§ **Problem statement**: Check which lines in the records hold "push" and report how many there are, with no other text.
=======
//! Fixed-capacity buckets of time-ordered checkpoints.
//!
//! A frame holds up to [`TRACE_FRAME_SIZE`] checkpoints in two parallel
//! arrays, times separate from values, so that the binary searches which
//! dominate lookups touch only the densely packed times. Both arrays live
//! inline in the frame allocation and never spill.
//!
//! Frames sort among themselves by their first time. An empty frame has no
//! first time and falls back to a stored *leader*, which keeps a freshly
//! reset frame addressable by the search.

use std::fmt;

use smallvec::SmallVec;

use crate::time::intern::InternedTime;

/// Number of checkpoints a single frame can hold.
pub const TRACE_FRAME_SIZE: usize = 32;

/// A bucket of up to [`TRACE_FRAME_SIZE`] checkpoints, sorted by time.
pub(crate) struct TraceFrame<V> {
    /// Sort key while the frame is empty; shadowed by `times[0]` otherwise.
    leader: InternedTime,
    times: SmallVec<[InternedTime; TRACE_FRAME_SIZE]>,
    values: SmallVec<[V; TRACE_FRAME_SIZE]>,
}

impl<V> TraceFrame<V> {
    /// An empty frame sorting at the time origin.
    pub(crate) fn new() -> Self {
        Self::with_leader(InternedTime::default())
    }

    /// An empty frame sorting at `leader`.
    pub(crate) fn with_leader(leader: InternedTime) -> Self {
        TraceFrame {
            leader,
            times: SmallVec::new(),
            values: SmallVec::new(),
        }
    }

    /// A frame holding a single checkpoint.
    pub(crate) fn singleton(time: InternedTime, value: V) -> Self {
        let mut frame = Self::with_leader(time);
        frame.times.push(time);
        frame.values.push(value);
        frame
    }

    /// Empties the frame, leaving it sorting at `leader`.
    pub(crate) fn reset(&mut self, leader: InternedTime) {
        self.leader = leader;
        self.times.clear();
        self.values.clear();
    }

    /// Number of checkpoints held.
    #[inline]
    pub(crate) fn len(&self) -> usize {
        self.times.len()
    }

    #[inline]
    pub(crate) fn is_empty(&self) -> bool {
        self.times.is_empty()
    }

    #[inline]
    pub(crate) fn full(&self) -> bool {
        self.times.len() == TRACE_FRAME_SIZE
    }

    /// The earliest time covered, or the stored leader when empty.
    pub(crate) fn leader(&self) -> InternedTime {
        match self.times.first() {
            Some(&time) => time,
            None => self.leader,
        }
    }

    /// The latest time covered, or the stored leader when empty.
    pub(crate) fn closer(&self) -> InternedTime {
        match self.times.last() {
            Some(&time) => time,
            None => self.leader,
        }
    }

    #[inline]
    pub(crate) fn time_at(&self, pos: usize) -> InternedTime {
        self.times[pos]
    }

    #[inline]
    pub(crate) fn set_time_at(&mut self, pos: usize, time: InternedTime) {
        self.times[pos] = time;
    }

    #[inline]
    pub(crate) fn value_at(&self, pos: usize) -> &V {
        &self.values[pos]
    }

    #[inline]
    pub(crate) fn value_at_mut(&mut self, pos: usize) -> &mut V {
        &mut self.values[pos]
    }

    /// The live times, in order.
    #[inline]
    pub(crate) fn times(&self) -> &[InternedTime] {
        &self.times
    }

    /// Inserts a checkpoint at `pos`, shifting later entries right.
    pub(crate) fn insert(&mut self, pos: usize, time: InternedTime, value: V) {
        debug_assert!(!self.full());
        debug_assert!(pos <= self.times.len());
        self.times.insert(pos, time);
        self.values.insert(pos, value);
    }

    /// Removes the checkpoint at `pos`, shifting later entries left.
    pub(crate) fn erase(&mut self, pos: usize) {
        debug_assert!(!self.is_empty());
        debug_assert!(pos < self.times.len());
        self.times.remove(pos);
        self.values.remove(pos);
    }

    /// Drops all checkpoints past the first `keep`.
    pub(crate) fn truncate(&mut self, keep: usize) {
        if keep < self.times.len() {
            self.times.truncate(keep);
            self.values.truncate(keep);
        }
    }

    /// Stores `value` at `time`, keeping the times sorted.
    ///
    /// Overwrites in place when the time is already present. Returns false
    /// without storing anything when a new entry is needed but the frame is
    /// full; the caller must split or spill into a neighbor.
    pub(crate) fn set(&mut self, time: InternedTime, value: V) -> bool {
        let pos = self.times.partition_point(|&t| t < time);
        if pos < self.times.len() && self.times[pos] == time {
            self.values[pos] = value;
        } else {
            if self.full() {
                return false;
            }
            self.times.insert(pos, time);
            self.values.insert(pos, value);
        }
        true
    }

    /// Moves every checkpoint at or after `time` into a fresh frame.
    ///
    /// Returns `None` when `time` lies outside the covered range, in which
    /// case nothing is moved and the caller splices a neighbor instead.
    pub(crate) fn split(&mut self, time: InternedTime) -> Option<Box<Self>> {
        let pos = self.times.partition_point(|&t| t < time);
        if pos == self.times.len() || pos == 0 {
            return None;
        }
        let mut tail = Box::new(Self::with_leader(self.times[pos]));
        tail.times.extend(self.times.drain(pos..));
        tail.values.extend(self.values.drain(pos..));
        Some(tail)
    }
}

impl<V: fmt::Debug> fmt::Debug for TraceFrame<V> {
    fn fmt(&self, f: &mut fmt::Formatter<'_>) -> fmt::Result {
        write!(f, "[ ")?;
        for (time, value) in self.times.iter().zip(self.values.iter()) {
            write!(f, "{:?}@{} ", value, time)?;
        }
        write!(f, "]")
    }
}

#[cfg(test)]
mod tests {

    use super::*;
    use crate::time::DeltaTime;

    fn t(simcycle: u64, deltacycle: u64) -> InternedTime {
        InternedTime::new(DeltaTime::new(simcycle, deltacycle))
    }

    fn frame_of(entries: &[(u64, u8)]) -> TraceFrame<u8> {
        let mut frame = TraceFrame::new();
        for &(cycle, value) in entries {
            assert!(frame.set(t(cycle, 0), value));
        }
        frame
    }

    #[test]
    fn leader_and_closer_fall_back_when_empty() {
        let mut frame: TraceFrame<u8> = TraceFrame::with_leader(t(7, 0));
        assert_eq!(frame.leader(), t(7, 0));
        assert_eq!(frame.closer(), t(7, 0));

        assert!(frame.set(t(9, 0), 1));
        assert_eq!(frame.leader(), t(9, 0));
        assert_eq!(frame.closer(), t(9, 0));

        frame.reset(t(3, 0));
        assert!(frame.is_empty());
        assert_eq!(frame.leader(), t(3, 0));
    }

    #[test]
    fn set_keeps_times_sorted() {
        let frame = frame_of(&[(5, 1), (1, 2), (3, 3)]);
        assert_eq!(frame.times(), &[t(1, 0), t(3, 0), t(5, 0)]);
        assert_eq!(*frame.value_at(1), 3);
    }

    #[test]
    fn set_overwrites_in_place() {
        let mut frame = frame_of(&[(1, 1), (2, 2)]);
        assert!(frame.set(t(2, 0), 9));
        assert_eq!(frame.len(), 2);
        assert_eq!(*frame.value_at(1), 9);
    }

    #[test]
    fn set_refuses_new_entries_when_full() {
        let mut frame = frame_of(&(0..32).map(|i| (i, i as u8)).collect::<Vec<_>>());
        assert!(frame.full());
        assert!(!frame.set(t(99, 0), 0));
        // overwriting an existing time still succeeds
        assert!(frame.set(t(4, 0), 77));
        assert_eq!(*frame.value_at(4), 77);
    }

    #[test]
    fn insert_and_erase_shift_entries() {
        let mut frame = frame_of(&[(1, 1), (3, 3)]);
        frame.insert(1, t(2, 0), 2);
        assert_eq!(frame.times(), &[t(1, 0), t(2, 0), t(3, 0)]);

        frame.erase(0);
        assert_eq!(frame.times(), &[t(2, 0), t(3, 0)]);
        assert_eq!(*frame.value_at(0), 2);
    }

    #[test]
    fn truncate_drops_the_tail() {
        let mut frame = frame_of(&[(1, 1), (2, 2), (3, 3)]);
        frame.truncate(5);
        assert_eq!(frame.len(), 3);
        frame.truncate(1);
        assert_eq!(frame.times(), &[t(1, 0)]);
    }

    #[test]
    fn split_moves_the_tail() {
        let mut frame = frame_of(&[(1, 1), (2, 2), (3, 3), (4, 4)]);
        let tail = frame.split(t(3, 0)).expect("interior split point");
        assert_eq!(frame.times(), &[t(1, 0), t(2, 0)]);
        assert_eq!(tail.times(), &[t(3, 0), t(4, 0)]);
        assert_eq!(tail.leader(), t(3, 0));
        assert_eq!(*tail.value_at(1), 4);
    }

    #[test]
    fn split_rejects_edge_points() {
        let mut frame = frame_of(&[(2, 2), (3, 3)]);
        assert!(frame.split(t(1, 0)).is_none());
        assert!(frame.split(t(9, 0)).is_none());
        assert_eq!(frame.len(), 2);
    }
}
=======
§ **Exercise response**: 2